Wednesday, April 04, 2007

Better News from Kenya - Adam Smith would have approved

Not much good news comes out of Africa these days, but there are glimmers of the way forward, this time for that most unpromising of countries, Kenya (notorious among development specialists for its common corruption, much of it linked to the government from ministers to clerks).

Corruption adds a new dimension to government waste, especially when its proceeds are spent on consumption (it diverts savings out of revenue that could be used for investment in capital projects and wealth creation). But government expenditure itself can also be a contributor to the slowing down of growth in net domestic product – it can also be a great facilitator of commerce in cases of security, justice, education, health and public works and institutions.

In today’s New York Times, Thomas Friedman has an article, ‘The African Connection’, about an example of off shoring services that has some salutary lessons for development and governments.

The techie who helped you was also a Kenyan at that same Nairobi call center.
It’s called KenCall. It is located in an abandoned avocado processing plant, and it is the largest of Kenya’s blooming outsourcing call centers, with almost 300 employees and annual revenues that have grown to $3.5 million since it opened three years ago. If you’re surprised it’s here, so are most of its customers.
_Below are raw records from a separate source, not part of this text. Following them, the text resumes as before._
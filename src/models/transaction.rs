//! Borrow/return transaction model and related types

use chrono::{DateTime, NaiveDate, TimeZone, Utc};
use rust_decimal::Decimal;
use serde::{Deserialize, Deserializer, Serialize};
use sqlx::{Decode, Encode, FromRow, Postgres};
use utoipa::ToSchema;
use uuid::Uuid;
use validator::Validate;

use super::{book::Book, member::Member};

/// Transaction lifecycle status
///
/// Only `Borrowed` and `Returned` are written by the circulation workflow.
/// `Overdue` and `Lost` are reserved for administrative tooling.
#[derive(Debug, Clone, Copy, PartialEq, Eq, Serialize, Deserialize, ToSchema)]
#[serde(rename_all = "SCREAMING_SNAKE_CASE")]
pub enum TransactionStatus {
    Borrowed,
    Returned,
    Overdue,
    Lost,
}

impl TransactionStatus {
    pub fn as_str(&self) -> &'static str {
        match self {
            TransactionStatus::Borrowed => "BORROWED",
            TransactionStatus::Returned => "RETURNED",
            TransactionStatus::Overdue => "OVERDUE",
            TransactionStatus::Lost => "LOST",
        }
    }
}

impl std::fmt::Display for TransactionStatus {
    fn fmt(&self, f: &mut std::fmt::Formatter<'_>) -> std::fmt::Result {
        write!(f, "{}", self.as_str())
    }
}

impl std::str::FromStr for TransactionStatus {
    type Err = String;

    fn from_str(s: &str) -> Result<Self, Self::Err> {
        match s {
            "BORROWED" => Ok(TransactionStatus::Borrowed),
            "RETURNED" => Ok(TransactionStatus::Returned),
            "OVERDUE" => Ok(TransactionStatus::Overdue),
            "LOST" => Ok(TransactionStatus::Lost),
            _ => Err(format!("Invalid transaction status: {}", s)),
        }
    }
}

// SQLx conversion for TransactionStatus (stored as TEXT)
impl sqlx::Type<Postgres> for TransactionStatus {
    fn type_info() -> sqlx::postgres::PgTypeInfo {
        <String as sqlx::Type<Postgres>>::type_info()
    }

    fn compatible(ty: &sqlx::postgres::PgTypeInfo) -> bool {
        <String as sqlx::Type<Postgres>>::compatible(ty)
    }
}

impl<'r> Decode<'r, Postgres> for TransactionStatus {
    fn decode(value: sqlx::postgres::PgValueRef<'r>) -> Result<Self, sqlx::error::BoxDynError> {
        let s: &str = Decode::<Postgres>::decode(value)?;
        s.parse().map_err(|e: String| e.into())
    }
}

impl Encode<'_, Postgres> for TransactionStatus {
    fn encode_by_ref(&self, buf: &mut sqlx::postgres::PgArgumentBuffer) -> sqlx::encode::IsNull {
        <&str as Encode<Postgres>>::encode(self.as_str(), buf)
    }
}

/// Transaction row from database
#[derive(Debug, Clone, Serialize, Deserialize, FromRow)]
pub struct Transaction {
    pub id: Uuid,
    pub book_id: Uuid,
    pub member_id: Uuid,
    pub borrow_date: DateTime<Utc>,
    pub due_date: DateTime<Utc>,
    pub return_date: Option<DateTime<Utc>>,
    pub status: TransactionStatus,
    pub fine_amount: Decimal,
}

/// Transaction joined with its book and member
#[derive(Debug, Clone, Serialize, Deserialize, ToSchema)]
#[serde(rename_all = "camelCase")]
pub struct TransactionDetails {
    pub id: Uuid,
    pub book_id: Uuid,
    pub member_id: Uuid,
    pub borrow_date: DateTime<Utc>,
    pub due_date: DateTime<Utc>,
    pub return_date: Option<DateTime<Utc>>,
    pub status: TransactionStatus,
    #[serde(with = "rust_decimal::serde::float")]
    #[schema(value_type = f64)]
    pub fine_amount: Decimal,
    /// Still borrowed past the due date (computed, never persisted)
    pub is_overdue: bool,
    pub book: Book,
    pub member: Member,
}

/// Flat row of the transactions/books/members join
#[derive(Debug, FromRow)]
pub struct TransactionDetailsRow {
    pub id: Uuid,
    pub book_id: Uuid,
    pub member_id: Uuid,
    pub borrow_date: DateTime<Utc>,
    pub due_date: DateTime<Utc>,
    pub return_date: Option<DateTime<Utc>>,
    pub status: TransactionStatus,
    pub fine_amount: Decimal,
    pub book_title: String,
    pub book_author: String,
    pub book_isbn: Option<String>,
    pub book_genre: Option<String>,
    pub book_description: Option<String>,
    pub book_total_copies: i32,
    pub book_available_copies: i32,
    pub book_added_at: DateTime<Utc>,
    pub member_name: String,
    pub member_email: String,
    pub member_phone: Option<String>,
    pub member_address: Option<String>,
    pub member_is_active: bool,
    pub member_join_date: DateTime<Utc>,
}

impl TransactionDetailsRow {
    /// Assemble the joined record, evaluating overdue state at `now`
    pub fn into_details(self, now: DateTime<Utc>) -> TransactionDetails {
        TransactionDetails {
            is_overdue: crate::circulation::is_overdue(self.status, self.due_date, now),
            id: self.id,
            book_id: self.book_id,
            member_id: self.member_id,
            borrow_date: self.borrow_date,
            due_date: self.due_date,
            return_date: self.return_date,
            status: self.status,
            fine_amount: self.fine_amount,
            book: Book {
                id: self.book_id,
                title: self.book_title,
                author: self.book_author,
                isbn: self.book_isbn,
                genre: self.book_genre,
                description: self.book_description,
                total_copies: self.book_total_copies,
                available_copies: self.book_available_copies,
                added_at: self.book_added_at,
            },
            member: Member {
                id: self.member_id,
                name: self.member_name,
                email: self.member_email,
                phone: self.member_phone,
                address: self.member_address,
                is_active: self.member_is_active,
                join_date: self.member_join_date,
            },
        }
    }
}

/// Borrow request
#[derive(Debug, Default, Deserialize, Validate, ToSchema)]
#[serde(rename_all = "camelCase")]
pub struct CreateTransaction {
    #[validate(required(message = "Book, member, and due date are required"))]
    pub book_id: Option<Uuid>,
    #[validate(required(message = "Book, member, and due date are required"))]
    pub member_id: Option<Uuid>,
    /// RFC 3339 timestamp, or a bare `YYYY-MM-DD` read as midnight UTC.
    /// The client is expected to send a future date; the server does not enforce it
    #[serde(default, deserialize_with = "deserialize_due_date")]
    #[validate(required(message = "Book, member, and due date are required"))]
    pub due_date: Option<DateTime<Utc>>,
}

fn deserialize_due_date<'de, D>(deserializer: D) -> Result<Option<DateTime<Utc>>, D::Error>
where
    D: Deserializer<'de>,
{
    let Some(raw) = Option::<String>::deserialize(deserializer)? else {
        return Ok(None);
    };

    parse_due_date(&raw).map(Some).ok_or_else(|| {
        serde::de::Error::custom(format!(
            "invalid dueDate `{}`, expected an RFC 3339 timestamp or YYYY-MM-DD",
            raw
        ))
    })
}

fn parse_due_date(raw: &str) -> Option<DateTime<Utc>> {
    if let Ok(timestamp) = DateTime::parse_from_rfc3339(raw) {
        return Some(timestamp.with_timezone(&Utc));
    }

    NaiveDate::parse_from_str(raw, "%Y-%m-%d")
        .ok()
        .and_then(|date| date.and_hms_opt(0, 0, 0))
        .map(|midnight| Utc.from_utc_datetime(&midnight))
}

#[cfg(test)]
mod tests {
    use super::*;
    use chrono::Duration;

    fn row(status: TransactionStatus, due_date: DateTime<Utc>) -> TransactionDetailsRow {
        let now = Utc::now();
        TransactionDetailsRow {
            id: Uuid::new_v4(),
            book_id: Uuid::new_v4(),
            member_id: Uuid::new_v4(),
            borrow_date: now,
            due_date,
            return_date: None,
            status,
            fine_amount: Decimal::ZERO,
            book_title: "Dune".into(),
            book_author: "Frank Herbert".into(),
            book_isbn: None,
            book_genre: Some("Science fiction".into()),
            book_description: None,
            book_total_copies: 2,
            book_available_copies: 1,
            book_added_at: now,
            member_name: "Ada".into(),
            member_email: "ada@example.org".into(),
            member_phone: None,
            member_address: None,
            member_is_active: true,
            member_join_date: now,
        }
    }

    #[test]
    fn test_status_round_trips_through_text() {
        for status in [
            TransactionStatus::Borrowed,
            TransactionStatus::Returned,
            TransactionStatus::Overdue,
            TransactionStatus::Lost,
        ] {
            assert_eq!(status.as_str().parse::<TransactionStatus>(), Ok(status));
        }
        assert!("borrowed".parse::<TransactionStatus>().is_err());
    }

    #[test]
    fn test_into_details_inlines_book_and_member() {
        let now = Utc::now();
        let r = row(TransactionStatus::Borrowed, now + Duration::days(7));
        let (book_id, member_id) = (r.book_id, r.member_id);

        let details = r.into_details(now);
        assert_eq!(details.book.id, book_id);
        assert_eq!(details.member.id, member_id);
        assert_eq!(details.book.available_copies, 1);
        assert!(!details.is_overdue);
    }

    #[test]
    fn test_into_details_flags_overdue_loans() {
        let now = Utc::now();
        let details = row(TransactionStatus::Borrowed, now - Duration::hours(1)).into_details(now);
        assert!(details.is_overdue);

        let details = row(TransactionStatus::Returned, now - Duration::hours(1)).into_details(now);
        assert!(!details.is_overdue);
    }

    #[test]
    fn test_details_serialize_as_camel_case_with_numeric_fine() {
        let now = Utc::now();
        let mut r = row(TransactionStatus::Returned, now);
        r.fine_amount = Decimal::new(200, 2);

        let json = serde_json::to_value(r.into_details(now)).unwrap();
        assert_eq!(json["status"], "RETURNED");
        assert_eq!(json["fineAmount"], 2.0);
        assert_eq!(json["book"]["title"], "Dune");
        assert_eq!(json["member"]["isActive"], true);
        assert!(json["returnDate"].is_null());
    }

    #[test]
    fn test_borrow_request_requires_all_fields() {
        let request: CreateTransaction =
            serde_json::from_str(&format!(r#"{{"bookId":"{}"}}"#, Uuid::new_v4())).unwrap();
        assert!(request.validate().is_err());

        let request: CreateTransaction = serde_json::from_str(&format!(
            r#"{{"bookId":"{}","memberId":"{}","dueDate":"2030-01-01T00:00:00Z"}}"#,
            Uuid::new_v4(),
            Uuid::new_v4()
        ))
        .unwrap();
        assert!(request.validate().is_ok());
    }

    fn borrow_request(due_date: &str) -> serde_json::Result<CreateTransaction> {
        serde_json::from_value(serde_json::json!({
            "bookId": Uuid::new_v4(),
            "memberId": Uuid::new_v4(),
            "dueDate": due_date,
        }))
    }

    #[test]
    fn test_due_date_accepts_bare_date_as_midnight_utc() {
        let request = borrow_request("2030-01-01").unwrap();
        let expected = DateTime::parse_from_rfc3339("2030-01-01T00:00:00Z")
            .unwrap()
            .with_timezone(&Utc);
        assert_eq!(request.due_date, Some(expected));
    }

    #[test]
    fn test_due_date_keeps_timestamp_offset() {
        let request = borrow_request("2030-01-01T02:30:00+02:00").unwrap();
        let expected = DateTime::parse_from_rfc3339("2030-01-01T00:30:00Z")
            .unwrap()
            .with_timezone(&Utc);
        assert_eq!(request.due_date, Some(expected));
    }

    #[test]
    fn test_due_date_rejects_garbage() {
        let err = borrow_request("next tuesday").unwrap_err();
        assert!(err.to_string().contains("invalid dueDate"));
        assert!(borrow_request("2030-02-30").is_err());
    }

    #[test]
    fn test_null_due_date_fails_validation() {
        let request: CreateTransaction = serde_json::from_value(serde_json::json!({
            "bookId": Uuid::new_v4(),
            "memberId": Uuid::new_v4(),
            "dueDate": null,
        }))
        .unwrap();
        assert!(request.due_date.is_none());
        assert!(request.validate().is_err());
    }
}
KenCall is one small reason that Kenya’s economy grew 6 percent last year. Yes, Kenya still has all the ills of other African states — from AIDS to abject poverty. But Kenya also now has a democratically elected government that is learning to get out of the way of Kenya’s entrepreneurs and to get them the bandwidth they need to compete globally. It’s way too early to declare Kenya an economic “African Tiger,” but something is stirring here that bears watching — and KenCall is emblematic of it.
There was one big problem. Kenya, like the rest of East Africa, was not connected to any global undersea fiber-optic cable that would give it the cheap high-speed bandwidth of the scale needed by call centers. The Internet here all came via satellite, which is more expensive to begin with and was made even more so by the fact that the Kenyan state phone company had a monopoly.

In a rare move in Africa, the Kenyan government decided to give up that monopoly and open competition for satellite-provided bandwidth — even though it meant laying off 6,000 government workers. The competition made KenCall’s business possible. The Kenyan government is now working feverishly to get connected to the global fiber-optic network, via an undersea cable, which would make bandwidth here cheap and plentiful enough for all sorts of outsourcing.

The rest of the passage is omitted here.